Human CD81 directly enhances T_h1 and T_h2 cell activation, but preferentially induces proliferation of T_h2 cells upon long-term stimulation

Holden T Maecker

BD Biosciences, Immunocytometry Systems, 2350 Qume Drive, San Jose, CA 95131, USA

author email corresponding author email

BMC Immunology 2003, 4:1doi:10.1186/1471-2172-4-1

Published:	19 February 2003

Abstract

Background

CD81, a cell-surface protein of the tetraspanin superfamily, has been shown to costimulate T cell activation in murine T cells, and is involved in development of Th2 immune responses in mice.

Results

Here it is shown that stimulation of CD81 on human T cells can enhance T cell activation by antigen or superantigen, causing an increase in the early activation marker CD69, and increasing the number of cytokine-producing and proliferating T cells. Interestingly, CD81 costimulates cytokine production by T cells producing both Th1 and Th2 cytokines. Although human CD81 is highly expressed on non-T as well as T cells, CD81 costimulation appears to act directly on T cells. Pre-incubation of purified T cells with anti-CD81 antibody is sufficient to increase T cell activation, while pre-incubation of non-T cells is not.
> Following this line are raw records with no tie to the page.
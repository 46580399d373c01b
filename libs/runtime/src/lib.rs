//! Process-level plumbing shared by the gatekeeper binaries: layered
//! configuration, logging setup, home directory resolution and shutdown
//! signal handling.

pub mod config;
pub mod logging;
pub mod paths;
pub mod shutdown;

pub use config::{
    default_logging, AppConfig, DatabaseConfig, LogSection, LoggingConfig, ServerConfig,
};
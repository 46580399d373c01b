use std::sync::Arc;

use axum::{
    routing::{get, post},
    Extension, Router,
};

use crate::api::rest::dto::NotificationDto;
use crate::api::rest::handlers;
use crate::api::rest::sse::SseBroadcaster;
use crate::bot::BotDispatcher;
use crate::domain::service::Service;

pub fn register_routes(
    router: Router,
    service: Arc<Service>,
    bot: Arc<BotDispatcher>,
    notifications: SseBroadcaster<NotificationDto>,
) -> Router {
    router
        // Access requests
        .route("/access-requests", post(handlers::register))
        .route("/access-requests/pending", get(handlers::list_pending))
        .route("/access-requests/{user_id}", get(handlers::get_status))
        .route("/access-requests/{user_id}/history", get(handlers::get_history))
        .route("/access-requests/{user_id}/approve", post(handlers::approve))
        .route("/access-requests/{user_id}/reject", post(handlers::reject))
        // Downloads
        .route("/downloads", post(handlers::request_download))
        // Chat transport
        .route("/chat/updates", post(handlers::chat_update))
        .route("/chat/notifications", get(handlers::notifications))
        .layer(Extension(service))
        .layer(Extension(bot))
        .layer(Extension(notifications))
}
// === PUBLIC CONTRACT ===
// Only the contract module should be public for other modules to consume
pub mod contract;

// Re-export the public contract components
pub use contract::{client, error, model};

// === MODULE DEFINITION ===
pub mod module;
pub use module::AccessRequests;

// === INTERNAL MODULES ===
// WARNING: These modules are internal implementation details!
// They are exposed only for comprehensive testing and should NOT be used by external consumers.
// Only use the `contract` module for stable public APIs.
#[doc(hidden)]
pub mod api;
#[doc(hidden)]
pub mod bot;
#[doc(hidden)]
pub mod config;
#[doc(hidden)]
pub mod domain;
#[doc(hidden)]
pub mod gateways;
#[doc(hidden)]
pub mod infra;
use anyhow::{Context, Result};
use serde::{de::DeserializeOwned, Deserialize, Serialize};
use std::collections::HashMap;
use std::path::Path;

use crate::paths::resolve_home_dir;

/// Environment overrides look like `APP__SERVER__PORT=8090`.
pub const ENV_PREFIX: &str = "APP__";

const HOME_SUBDIR: &str = ".gatekeeper";

/// Process configuration. `database` and `logging` stay `None` unless the
/// file or the environment sets them; `modules` holds one raw section per module.
#[derive(Debug, Clone, Default, Deserialize, Serialize)]
#[serde(deny_unknown_fields)]
pub struct AppConfig {
    #[serde(default)]
    pub server: ServerConfig,
    pub database: Option<DatabaseConfig>,
    pub logging: Option<LoggingConfig>,
    #[serde(default)]
    pub modules: HashMap<String, serde_json::Value>,
}

#[derive(Debug, Clone, Deserialize, Serialize)]
#[serde(deny_unknown_fields, default)]
pub struct ServerConfig {
    /// Empty means `~/.gatekeeper`. Absolute after loading.
    pub home_dir: String,
    pub host: String,
    pub port: u16,
    /// Per-request timeout; 0 disables it.
    pub timeout_sec: u64,
}

impl Default for ServerConfig {
    fn default() -> Self {
        Self {
            home_dir: String::new(),
            host: "127.0.0.1".into(),
            port: 8087,
            timeout_sec: 0,
        }
    }
}

#[derive(Debug, Clone, Deserialize, Serialize)]
#[serde(deny_unknown_fields)]
pub struct DatabaseConfig {
    /// `sqlite://...` (relative paths resolve under `home_dir`) or `postgres://...`
    pub url: String,
    pub max_conns: Option<u32>,
    pub busy_timeout_ms: Option<u32>,
}

/// Subsystem (tracing target) to log settings; `default` catches the rest.
pub type LoggingConfig = HashMap<String, LogSection>;

#[derive(Debug, Clone, Deserialize, Serialize)]
pub struct LogSection {
    pub console_level: String,
    /// Relative to `home_dir`; empty disables the file sink.
    pub file: String,
    #[serde(default)]
    pub file_level: String,
    #[serde(default)]
    pub max_backups: Option<usize>,
    #[serde(default)]
    pub max_size_mb: Option<u64>,
}

pub fn default_logging() -> LoggingConfig {
    HashMap::from([(
        "default".to_string(),
        LogSection {
            console_level: "info".into(),
            file: "logs/gatekeeper.log".into(),
            file_level: "debug".into(),
            max_backups: Some(3),
            max_size_mb: Some(100),
        },
    )])
}

impl AppConfig {
    /// Built-in defaults, used when no config file is given: a SQLite file
    /// under the home dir and the default log sinks.
    pub fn builtin() -> Self {
        Self {
            database: Some(DatabaseConfig {
                url: "sqlite://database/gatekeeper.db".into(),
                max_conns: Some(10),
                busy_timeout_ms: Some(5000),
            }),
            logging: Some(default_logging()),
            ..Self::default()
        }
    }

    /// `path` layered as YAML over the server defaults, then `APP__*` env vars.
    /// Without a path the built-in defaults are used. The home dir is resolved
    /// and created either way.
    pub fn load(path: Option<&Path>) -> Result<Self> {
        let mut config = match path {
            Some(path) => Self::from_file(path, ENV_PREFIX)?,
            None => Self::builtin(),
        };
        let configured = Some(config.server.home_dir.trim())
            .filter(|s| !s.is_empty())
            .map(str::to_owned);
        let home = resolve_home_dir(configured, HOME_SUBDIR, true)
            .context("failed to resolve server.home_dir")?;
        config.server.home_dir = home.to_string_lossy().into_owned();
        Ok(config)
    }

    fn from_file(path: &Path, env_prefix: &str) -> Result<Self> {
        use figment::{
            providers::{Env, Format, Serialized, Yaml},
            Figment,
        };

        if !path.is_file() {
            anyhow::bail!("config file not found: {}", path.display());
        }
        Figment::from(Serialized::defaults(Self::default()))
            .merge(Yaml::file(path))
            .merge(Env::prefixed(env_prefix).split("__"))
            .extract()
            .with_context(|| format!("invalid configuration in {}", path.display()))
    }

    /// Typed view of `modules.<name>`; a missing section reads as `{}`.
    pub fn module_config<T: DeserializeOwned>(&self, name: &str) -> Result<T> {
        let raw = self
            .modules
            .get(name)
            .cloned()
            .unwrap_or_else(|| serde_json::json!({}));
        serde_json::from_value(raw).with_context(|| format!("invalid config for module '{name}'"))
    }

    pub fn to_yaml(&self) -> Result<String> {
        serde_yaml::to_string(self).context("failed to render config as YAML")
    }

    /// `--port` and `-v` flags. Verbosity raises the default console level.
    pub fn apply_overrides(&mut self, port: Option<u16>, verbose: u8) {
        if let Some(port) = port {
            self.server.port = port;
        }
        let level = match verbose {
            0 => return,
            1 => "debug",
            _ => "trace",
        };
        let logging = self.logging.get_or_insert_with(default_logging);
        if let Some(section) = logging.get_mut("default") {
            section.console_level = level.into();
        }
    }
}
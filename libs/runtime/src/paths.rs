use anyhow::{anyhow, Context, Result};
use std::path::PathBuf;

/// Resolve the server home directory.
///
/// - `None` → platform default: `<home>/<default_subdir>` (`%APPDATA%` on Windows).
/// - A leading `~` is expanded to the user home directory.
/// - Relative paths are resolved against the current working directory.
///
/// When `create` is set the directory is created if missing.
pub fn resolve_home_dir(
    configured: Option<String>,
    default_subdir: &str,
    create: bool,
) -> Result<PathBuf> {
    let path = match configured {
        None => platform_base()?.join(default_subdir),
        Some(raw) => expand_tilde(&raw)?,
    };

    let path = if path.is_absolute() {
        path
    } else {
        std::env::current_dir()
            .context("cannot read current directory")?
            .join(path)
    };

    if create {
        std::fs::create_dir_all(&path)
            .with_context(|| format!("cannot create home dir {}", path.display()))?;
    }
    Ok(path)
}

fn platform_base() -> Result<PathBuf> {
    #[cfg(target_os = "windows")]
    {
        if let Some(appdata) = std::env::var_os("APPDATA") {
            return Ok(PathBuf::from(appdata));
        }
    }
    user_home()
}

fn user_home() -> Result<PathBuf> {
    // HOME first so tests (and containers) can redirect it.
    if let Some(home) = std::env::var_os("HOME").filter(|h| !h.is_empty()) {
        return Ok(PathBuf::from(home));
    }
    dirs::home_dir().ok_or_else(|| anyhow!("cannot determine user home directory"))
}

fn expand_tilde(raw: &str) -> Result<PathBuf> {
    if raw == "~" {
        return user_home();
    }
    if let Some(rest) = raw.strip_prefix("~/").or_else(|| raw.strip_prefix("~\\")) {
        return Ok(user_home()?.join(rest));
    }
    Ok(PathBuf::from(raw))
}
However, long-term polyclonal stimulation of T cells by anti-CD3 antibody, in the presence of CD81 costimulation, biases T cells towards the production of IL-4 and not IFNγ. This is accomplished by a preferential proliferation of IL-4-producing cells.

Conclusion

Thus, signalling through CD81 on T cells costimulates both Th1 and Th2 cells, but increases the number of Th2 cells during long-term activation.